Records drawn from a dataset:
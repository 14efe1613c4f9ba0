//! Forex snapshots.

use massive_core::{QueryParams, Request, Ticker, join_tickers};
use serde::{Deserialize, Serialize};

/// Parameters for `/v2/snapshot/locale/global/markets/forex/tickers`.
#[derive(Clone, Debug, Default, PartialEq, Eq)]
pub struct ForexSnapshotAllRequest {
    /// Restrict to these `C:` tickers; empty means all.
    pub tickers: Vec<Ticker>,
}

impl ForexSnapshotAllRequest {
    /// Creates a request for every currency pair.
    #[must_use]
    pub fn new() -> Self {
        Self::default()
    }

    /// Restricts the snapshot to `tickers`.
    #[must_use]
    pub fn tickers<T: Into<Ticker>>(mut self, tickers: impl IntoIterator<Item = T>) -> Self {
        self.tickers = tickers.into_iter().map(Into::into).collect();
        self
    }
}

impl Request for ForexSnapshotAllRequest {
    type Response = ForexSnapshots;

    fn path(&self) -> String {
        "/v2/snapshot/locale/global/markets/forex/tickers".to_string()
    }

    fn query(&self) -> QueryParams {
        QueryParams::new().with("tickers", join_tickers(&self.tickers))
    }
}

/// Parameters for `/v2/snapshot/locale/global/markets/forex/tickers/{ticker}`.
#[derive(Clone, Debug, PartialEq, Eq)]
pub struct ForexSnapshotTickerRequest {
    /// Currency pair ticker, `C:` prefixed.
    pub ticker: Ticker,
}

impl ForexSnapshotTickerRequest {
    /// Creates a request for the snapshot of `ticker`.
    #[must_use]
    pub fn new(ticker: impl Into<Ticker>) -> Self {
        Self {
            ticker: ticker.into(),
        }
    }
}

impl Request for ForexSnapshotTickerRequest {
    type Response = ForexSnapshotResponse;

    fn path(&self) -> String {
        format!(
            "/v2/snapshot/locale/global/markets/forex/tickers/{}",
            self.ticker
        )
    }
}

/// A bar inside a forex snapshot.
#[derive(Clone, Debug, Default, PartialEq, Serialize, Deserialize)]
#[serde(default)]
pub struct ForexBar {
    /// Open rate.
    #[serde(rename = "o")]
    pub open: f64,
    /// Highest rate.
    #[serde(rename = "h")]
    pub high: f64,
    /// Lowest rate.
    #[serde(rename = "l")]
    pub low: f64,
    /// Close rate.
    #[serde(rename = "c")]
    pub close: f64,
    /// Number of quotes.
    #[serde(rename = "v")]
    pub volume: f64,
    /// Volume weighted average rate.
    #[serde(rename = "vw")]
    pub vwap: Option<f64>,
    /// Window start, Unix milliseconds (minute bar only).
    #[serde(rename = "t")]
    pub timestamp: Option<i64>,
}

/// Latest quote inside a forex snapshot.
#[derive(Clone, Debug, Default, PartialEq, Serialize, Deserialize)]
#[serde(default)]
pub struct ForexQuote {
    /// Ask rate.
    #[serde(rename = "a")]
    pub ask: f64,
    /// Bid rate.
    #[serde(rename = "b")]
    pub bid: f64,
    /// Quote time, Unix milliseconds.
    #[serde(rename = "t")]
    pub timestamp: i64,
    /// Exchange id.
    #[serde(rename = "x")]
    pub exchange: i32,
}

/// Snapshot of one currency pair.
#[derive(Clone, Debug, Default, PartialEq, Serialize, Deserialize)]
#[serde(rename_all = "camelCase")]
pub struct ForexSnapshot {
    /// Pair ticker, e.g. `C:EURUSD`.
    pub ticker: String,
    /// Current day's bar.
    pub day: Option<ForexBar>,
    /// Latest quote.
    pub last_quote: Option<ForexQuote>,
    /// Latest minute bar.
    pub min: Option<ForexBar>,
    /// Previous day's bar.
    pub prev_day: Option<ForexBar>,
    /// Change since previous close.
    #[serde(default)]
    pub todays_change: f64,
    /// Percent change since previous close.
    #[serde(default)]
    pub todays_change_perc: f64,
    /// Last update, Unix nanoseconds.
    #[serde(default)]
    pub updated: i64,
}

/// Response of the forex snapshot-all endpoint.
#[derive(Clone, Debug, Default, PartialEq, Serialize, Deserialize)]
pub struct ForexSnapshots {
    /// Response status.
    #[serde(default)]
    pub status: String,
    /// Request id assigned by the server.
    pub request_id: Option<String>,
    /// Pair snapshots.
    #[serde(default)]
    pub tickers: Vec<ForexSnapshot>,
}

/// Response of the single-pair forex snapshot endpoint.
#[derive(Clone, Debug, Default, PartialEq, Serialize, Deserialize)]
pub struct ForexSnapshotResponse {
    /// Response status.
    #[serde(default)]
    pub status: String,
    /// Request id assigned by the server.
    pub request_id: Option<String>,
    /// The snapshot.
    pub ticker: ForexSnapshot,
}

#[cfg(test)]
mod tests {
    use super::*;
    use massive_core::testing::MockServer;

    const SNAPSHOT: &str = r#"{
        "day": {"c": 1.0421, "h": 1.0436, "l": 1.0302, "o": 1.0305, "v": 209041},
        "lastQuote": {"a": 1.0422, "b": 1.0421, "t": 1736197200000, "x": 48},
        "min": {"c": 1.0421, "h": 1.0423, "l": 1.042, "o": 1.0421, "t": 1736197140000, "v": 120},
        "prevDay": {"c": 1.0308, "h": 1.0346, "l": 1.0282, "o": 1.0338, "v": 180000, "vw": 1.0312},
        "ticker": "C:EURUSD",
        "todaysChange": 0.0113,
        "todaysChangePerc": 1.096,
        "updated": 1736197200000000000
    }"#;

    #[test]
    fn test_paths_and_queries() {
        let all = ForexSnapshotAllRequest::new().tickers(["c:eurusd", "c:gbpusd"]);
        assert_eq!(all.query().get("tickers"), Some("C:EURUSD,C:GBPUSD"));
        assert!(ForexSnapshotAllRequest::new().query().is_empty());
        assert_eq!(
            ForexSnapshotTickerRequest::new("C:EURUSD").path(),
            "/v2/snapshot/locale/global/markets/forex/tickers/C:EURUSD"
        );
    }

    #[tokio::test]
    async fn test_snapshot_round_trip() {
        let body = format!(r#"{{"status":"OK","request_id":"1","ticker":{SNAPSHOT}}}"#);
        let server = MockServer::start(200, body).await;

        let response = server
            .client()
            .send(&ForexSnapshotTickerRequest::new("C:EURUSD"))
            .await
            .unwrap();
        let snapshot = response.ticker;
        assert_eq!(snapshot.last_quote.unwrap().ask, 1.0422);
        assert_eq!(snapshot.day.unwrap().vwap, None);
        assert_eq!(snapshot.prev_day.unwrap().vwap, Some(1.0312));

        let recorded = server.last_request().unwrap();
        assert_eq!(
            recorded.path,
            "/v2/snapshot/locale/global/markets/forex/tickers/C:EURUSD"
        );
    }
}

WHAT YOU WILL DO: Return each record exactly as given.

EXERCISE SOLUTION:
repository 14efe1613c4f9ba0
//! Forex snapshots.

use massive_core::{QueryParams, Request, Ticker, join_tickers};
use serde::{Deserialize, Serialize};

/// Parameters for `/v2/snapshot/locale/global/markets/forex/tickers`.
#[derive(Clone, Debug, Default, PartialEq, Eq)]
pub struct ForexSnapshotAllRequest {
    /// Restrict to these `C:` tickers; empty means all.
    pub tickers: Vec<Ticker>,
}

impl ForexSnapshotAllRequest {
    /// Creates a request for every currency pair.
    #[must_use]
    pub fn new() -> Self {
        Self::default()
    }

    /// Restricts the snapshot to `tickers`.
    #[must_use]
    pub fn tickers<T: Into<Ticker>>(mut self, tickers: impl IntoIterator<Item = T>) -> Self {
        self.tickers = tickers.into_iter().map(Into::into).collect();
        self
    }
}

impl Request for ForexSnapshotAllRequest {
    type Response = ForexSnapshots;

    fn path(&self) -> String {
        "/v2/snapshot/locale/global/markets/forex/tickers".to_string()
    }

    fn query(&self) -> QueryParams {
        QueryParams::new().with("tickers", join_tickers(&self.tickers))
    }
}

/// Parameters for `/v2/snapshot/locale/global/markets/forex/tickers/{ticker}`.
#[derive(Clone, Debug, PartialEq, Eq)]
pub struct ForexSnapshotTickerRequest {
    /// Currency pair ticker, `C:` prefixed.
    pub ticker: Ticker,
}

impl ForexSnapshotTickerRequest {
    /// Creates a request for the snapshot of `ticker`.
    #[must_use]
    pub fn new(ticker: impl Into<Ticker>) -> Self {
        Self {
            ticker: ticker.into(),
        }
    }
}

impl Request for ForexSnapshotTickerRequest {
    type Response = ForexSnapshotResponse;

    fn path(&self) -> String {
        format!(
            "/v2/snapshot/locale/global/markets/forex/tickers/{}",
            self.ticker
        )
    }
}

/// A bar inside a forex snapshot.
#[derive(Clone, Debug, Default, PartialEq, Serialize, Deserialize)]
#[serde(default)]
pub struct ForexBar {
    /// Open rate.
    #[serde(rename = "o")]
    pub open: f64,
    /// Highest rate.
    #[serde(rename = "h")]
    pub high: f64,
    /// Lowest rate.
    #[serde(rename = "l")]
    pub low: f64,
    /// Close rate.
    #[serde(rename = "c")]
    pub close: f64,
    /// Number of quotes.
    #[serde(rename = "v")]
    pub volume: f64,
    /// Volume weighted average rate.
    #[serde(rename = "vw")]
    pub vwap: Option<f64>,
    /// Window start, Unix milliseconds (minute bar only).
    #[serde(rename = "t")]
    pub timestamp: Option<i64>,
}

/// Latest quote inside a forex snapshot.
#[derive(Clone, Debug, Default, PartialEq, Serialize, Deserialize)]
#[serde(default)]
pub struct ForexQuote {
    /// Ask rate.
    #[serde(rename = "a")]
    pub ask: f64,
    /// Bid rate.
    #[serde(rename = "b")]
    pub bid: f64,
    /// Quote time, Unix milliseconds.
    #[serde(rename = "t")]
    pub timestamp: i64,
    /// Exchange id.
    #[serde(rename = "x")]
    pub exchange: i32,
}

/// Snapshot of one currency pair.
#[derive(Clone, Debug, Default, PartialEq, Serialize, Deserialize)]
#[serde(rename_all = "camelCase")]
pub struct ForexSnapshot {
    /// Pair ticker, e.g. `C:EURUSD`.
    pub ticker: String,
    /// Current day's bar.
    pub day: Option<ForexBar>,
    /// Latest quote.
    pub last_quote: Option<ForexQuote>,
    /// Latest minute bar.
    pub min: Option<ForexBar>,
    /// Previous day's bar.
    pub prev_day: Option<ForexBar>,
    /// Change since previous close.
    #[serde(default)]
    pub todays_change: f64,
    /// Percent change since previous close.
    #[serde(default)]
    pub todays_change_perc: f64,
    /// Last update, Unix nanoseconds.
    #[serde(default)]
    pub updated: i64,
}

/// Response of the forex snapshot-all endpoint.
#[derive(Clone, Debug, Default, PartialEq, Serialize, Deserialize)]
pub struct ForexSnapshots {
    /// Response status.
    #[serde(default)]
    pub status: String,
    /// Request id assigned by the server.
    pub request_id: Option<String>,
    /// Pair snapshots.
    #[serde(default)]
    pub tickers: Vec<ForexSnapshot>,
}

/// Response of the single-pair forex snapshot endpoint.
#[derive(Clone, Debug, Default, PartialEq, Serialize, Deserialize)]
pub struct ForexSnapshotResponse {
    /// Response status.
    #[serde(default)]
    pub status: String,
    /// Request id assigned by the server.
    pub request_id: Option<String>,
    /// The snapshot.
    pub ticker: ForexSnapshot,
}

#[cfg(test)]
mod tests {
    use super::*;
    use massive_core::testing::MockServer;

    const SNAPSHOT: &str = r#"{
        "day": {"c": 1.0421, "h": 1.0436, "l": 1.0302, "o": 1.0305, "v": 209041},
        "lastQuote": {"a": 1.0422, "b": 1.0421, "t": 1736197200000, "x": 48},
        "min": {"c": 1.0421, "h": 1.0423, "l": 1.042, "o": 1.0421, "t": 1736197140000, "v": 120},
        "prevDay": {"c": 1.0308, "h": 1.0346, "l": 1.0282, "o": 1.0338, "v": 180000, "vw": 1.0312},
        "ticker": "C:EURUSD",
        "todaysChange": 0.0113,
        "todaysChangePerc": 1.096,
        "updated": 1736197200000000000
    }"#;

    #[test]
    fn test_paths_and_queries() {
        let all = ForexSnapshotAllRequest::new().tickers(["c:eurusd", "c:gbpusd"]);
        assert_eq!(all.query().get("tickers"), Some("C:EURUSD,C:GBPUSD"));
        assert!(ForexSnapshotAllRequest::new().query().is_empty());
        assert_eq!(
            ForexSnapshotTickerRequest::new("C:EURUSD").path(),
            "/v2/snapshot/locale/global/markets/forex/tickers/C:EURUSD"
        );
    }

    #[tokio::test]
    async fn test_snapshot_round_trip() {
        let body = format!(r#"{{"status":"OK","request_id":"1","ticker":{SNAPSHOT}}}"#);
        let server = MockServer::start(200, body).await;

        let response = server
            .client()
            .send(&ForexSnapshotTickerRequest::new("C:EURUSD"))
            .await
            .unwrap();
        let snapshot = response.ticker;
        assert_eq!(snapshot.last_quote.unwrap().ask, 1.0422);
        assert_eq!(snapshot.day.unwrap().vwap, None);
        assert_eq!(snapshot.prev_day.unwrap().vwap, Some(1.0312));

        let recorded = server.last_request().unwrap();
        assert_eq!(
            recorded.path,
            "/v2/snapshot/locale/global/markets/forex/tickers/C:EURUSD"
        );
    }
}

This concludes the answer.